What to work on: Quote exactly the lines from the start of the entries to the one with "pub const SUBMIT_LABEL: &str", both ends included.

Records supplied:
┄┄┄┄┄┄

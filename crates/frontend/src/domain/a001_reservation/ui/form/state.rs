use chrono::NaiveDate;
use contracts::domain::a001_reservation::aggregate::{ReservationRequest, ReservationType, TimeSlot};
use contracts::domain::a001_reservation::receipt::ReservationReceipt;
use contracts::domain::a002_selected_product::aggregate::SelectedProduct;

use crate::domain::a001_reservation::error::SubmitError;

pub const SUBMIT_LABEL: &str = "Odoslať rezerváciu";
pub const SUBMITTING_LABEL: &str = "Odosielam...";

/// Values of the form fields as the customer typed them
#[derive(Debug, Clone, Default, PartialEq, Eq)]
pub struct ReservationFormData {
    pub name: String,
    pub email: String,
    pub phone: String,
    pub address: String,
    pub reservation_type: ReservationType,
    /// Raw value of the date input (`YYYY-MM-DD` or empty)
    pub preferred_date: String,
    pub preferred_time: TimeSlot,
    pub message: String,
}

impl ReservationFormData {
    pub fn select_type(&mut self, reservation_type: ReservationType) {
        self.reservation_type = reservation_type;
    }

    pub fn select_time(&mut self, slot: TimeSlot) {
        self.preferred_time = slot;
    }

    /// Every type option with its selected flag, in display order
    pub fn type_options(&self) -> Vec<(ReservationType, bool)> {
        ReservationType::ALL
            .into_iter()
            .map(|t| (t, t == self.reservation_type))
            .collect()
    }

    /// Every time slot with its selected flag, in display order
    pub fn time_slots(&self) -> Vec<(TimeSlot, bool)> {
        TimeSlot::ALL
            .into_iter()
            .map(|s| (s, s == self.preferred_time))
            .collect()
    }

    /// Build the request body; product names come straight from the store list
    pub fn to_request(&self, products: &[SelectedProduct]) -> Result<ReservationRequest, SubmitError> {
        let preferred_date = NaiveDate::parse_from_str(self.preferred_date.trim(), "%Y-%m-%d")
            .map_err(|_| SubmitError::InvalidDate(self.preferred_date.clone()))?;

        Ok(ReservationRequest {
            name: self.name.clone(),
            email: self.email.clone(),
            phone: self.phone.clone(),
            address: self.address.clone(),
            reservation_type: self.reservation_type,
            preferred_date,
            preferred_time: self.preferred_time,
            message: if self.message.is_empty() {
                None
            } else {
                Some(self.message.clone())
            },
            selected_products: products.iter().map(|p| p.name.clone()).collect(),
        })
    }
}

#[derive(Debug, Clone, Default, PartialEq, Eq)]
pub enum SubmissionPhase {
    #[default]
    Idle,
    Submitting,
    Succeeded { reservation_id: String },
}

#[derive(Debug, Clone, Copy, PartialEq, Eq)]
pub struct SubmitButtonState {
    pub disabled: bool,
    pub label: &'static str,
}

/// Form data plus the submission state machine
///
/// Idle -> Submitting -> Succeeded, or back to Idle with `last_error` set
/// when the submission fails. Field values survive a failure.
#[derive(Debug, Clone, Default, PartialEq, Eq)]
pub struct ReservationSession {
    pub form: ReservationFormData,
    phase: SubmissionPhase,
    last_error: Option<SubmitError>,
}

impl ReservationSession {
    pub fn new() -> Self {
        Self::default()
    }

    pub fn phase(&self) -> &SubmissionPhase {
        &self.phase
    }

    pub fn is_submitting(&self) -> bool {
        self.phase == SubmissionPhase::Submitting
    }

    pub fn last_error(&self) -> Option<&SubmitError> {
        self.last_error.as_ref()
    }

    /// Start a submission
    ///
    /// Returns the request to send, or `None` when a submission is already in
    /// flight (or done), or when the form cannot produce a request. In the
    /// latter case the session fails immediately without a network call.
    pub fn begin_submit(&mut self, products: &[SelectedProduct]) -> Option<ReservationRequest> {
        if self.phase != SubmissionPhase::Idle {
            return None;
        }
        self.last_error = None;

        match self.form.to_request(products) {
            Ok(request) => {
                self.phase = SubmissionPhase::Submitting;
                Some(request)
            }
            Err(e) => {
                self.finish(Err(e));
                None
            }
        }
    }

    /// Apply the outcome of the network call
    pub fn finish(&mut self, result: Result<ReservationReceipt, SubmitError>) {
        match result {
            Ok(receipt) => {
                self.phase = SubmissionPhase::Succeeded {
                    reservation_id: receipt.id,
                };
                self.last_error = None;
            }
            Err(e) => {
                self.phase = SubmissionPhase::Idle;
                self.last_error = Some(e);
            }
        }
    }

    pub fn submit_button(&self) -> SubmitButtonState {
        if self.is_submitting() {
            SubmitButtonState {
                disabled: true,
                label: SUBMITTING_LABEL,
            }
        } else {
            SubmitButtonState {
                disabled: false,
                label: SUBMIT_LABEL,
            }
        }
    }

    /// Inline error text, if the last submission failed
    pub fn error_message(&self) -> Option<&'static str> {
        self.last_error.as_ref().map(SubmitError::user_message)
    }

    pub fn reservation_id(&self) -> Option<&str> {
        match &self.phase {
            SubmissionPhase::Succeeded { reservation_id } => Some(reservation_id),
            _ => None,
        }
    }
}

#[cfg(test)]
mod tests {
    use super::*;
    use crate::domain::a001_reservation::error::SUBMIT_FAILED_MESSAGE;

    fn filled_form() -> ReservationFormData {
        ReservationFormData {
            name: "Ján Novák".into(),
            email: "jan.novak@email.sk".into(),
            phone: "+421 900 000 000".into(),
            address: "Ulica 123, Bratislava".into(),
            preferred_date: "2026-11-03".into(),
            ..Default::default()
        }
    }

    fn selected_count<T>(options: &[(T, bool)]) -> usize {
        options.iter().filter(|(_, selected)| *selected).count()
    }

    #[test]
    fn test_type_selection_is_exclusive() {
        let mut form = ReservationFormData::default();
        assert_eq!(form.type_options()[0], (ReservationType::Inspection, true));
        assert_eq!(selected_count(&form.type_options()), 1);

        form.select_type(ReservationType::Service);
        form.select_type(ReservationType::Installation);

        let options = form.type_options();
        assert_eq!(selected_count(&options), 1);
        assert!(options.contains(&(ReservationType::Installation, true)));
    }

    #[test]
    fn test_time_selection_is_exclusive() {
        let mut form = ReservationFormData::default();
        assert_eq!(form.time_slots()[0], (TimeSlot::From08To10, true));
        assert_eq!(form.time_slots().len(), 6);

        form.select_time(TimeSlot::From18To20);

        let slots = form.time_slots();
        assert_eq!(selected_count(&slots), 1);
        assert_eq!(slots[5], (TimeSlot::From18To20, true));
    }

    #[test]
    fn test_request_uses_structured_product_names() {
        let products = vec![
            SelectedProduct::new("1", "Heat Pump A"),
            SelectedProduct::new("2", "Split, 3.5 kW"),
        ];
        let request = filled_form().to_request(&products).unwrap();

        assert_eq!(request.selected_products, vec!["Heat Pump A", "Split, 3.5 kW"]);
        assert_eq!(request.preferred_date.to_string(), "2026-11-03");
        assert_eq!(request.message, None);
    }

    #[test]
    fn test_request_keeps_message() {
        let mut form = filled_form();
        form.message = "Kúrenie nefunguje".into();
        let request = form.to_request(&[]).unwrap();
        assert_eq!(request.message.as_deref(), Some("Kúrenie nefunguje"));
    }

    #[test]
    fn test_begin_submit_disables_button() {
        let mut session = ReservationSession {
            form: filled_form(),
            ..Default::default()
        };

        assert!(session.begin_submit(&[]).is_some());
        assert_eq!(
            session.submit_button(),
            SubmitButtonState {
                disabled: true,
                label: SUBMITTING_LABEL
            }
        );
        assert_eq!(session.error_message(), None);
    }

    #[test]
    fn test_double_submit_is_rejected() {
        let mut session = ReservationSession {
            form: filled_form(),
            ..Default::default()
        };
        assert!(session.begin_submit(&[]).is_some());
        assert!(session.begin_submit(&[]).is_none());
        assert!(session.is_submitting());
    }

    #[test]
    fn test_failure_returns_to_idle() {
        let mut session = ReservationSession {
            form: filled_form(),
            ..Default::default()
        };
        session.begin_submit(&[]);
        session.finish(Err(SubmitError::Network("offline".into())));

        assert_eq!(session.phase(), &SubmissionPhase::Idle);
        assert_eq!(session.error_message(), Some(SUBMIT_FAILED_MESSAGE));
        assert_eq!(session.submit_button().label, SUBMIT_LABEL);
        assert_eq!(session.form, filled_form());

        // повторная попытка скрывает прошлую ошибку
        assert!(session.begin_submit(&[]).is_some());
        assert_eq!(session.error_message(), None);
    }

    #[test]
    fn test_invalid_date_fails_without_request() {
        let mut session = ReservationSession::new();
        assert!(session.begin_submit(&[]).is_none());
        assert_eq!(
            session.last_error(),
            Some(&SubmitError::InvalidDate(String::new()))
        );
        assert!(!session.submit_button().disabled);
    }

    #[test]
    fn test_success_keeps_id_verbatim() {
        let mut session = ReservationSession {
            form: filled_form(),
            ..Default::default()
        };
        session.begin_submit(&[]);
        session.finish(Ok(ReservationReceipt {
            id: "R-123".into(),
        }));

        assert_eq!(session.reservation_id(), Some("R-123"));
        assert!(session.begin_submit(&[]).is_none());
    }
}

┄┄┄┄┄┄

Result:
filename crates/frontend/src/domain/a001_reservation/ui/form/state.rs
use chrono::NaiveDate;
use contracts::domain::a001_reservation::aggregate::{ReservationRequest, ReservationType, TimeSlot};
use contracts::domain::a001_reservation::receipt::ReservationReceipt;
use contracts::domain::a002_selected_product::aggregate::SelectedProduct;

use crate::domain::a001_reservation::error::SubmitError;

pub const SUBMIT_LABEL: &str = "Odoslať rezerváciu";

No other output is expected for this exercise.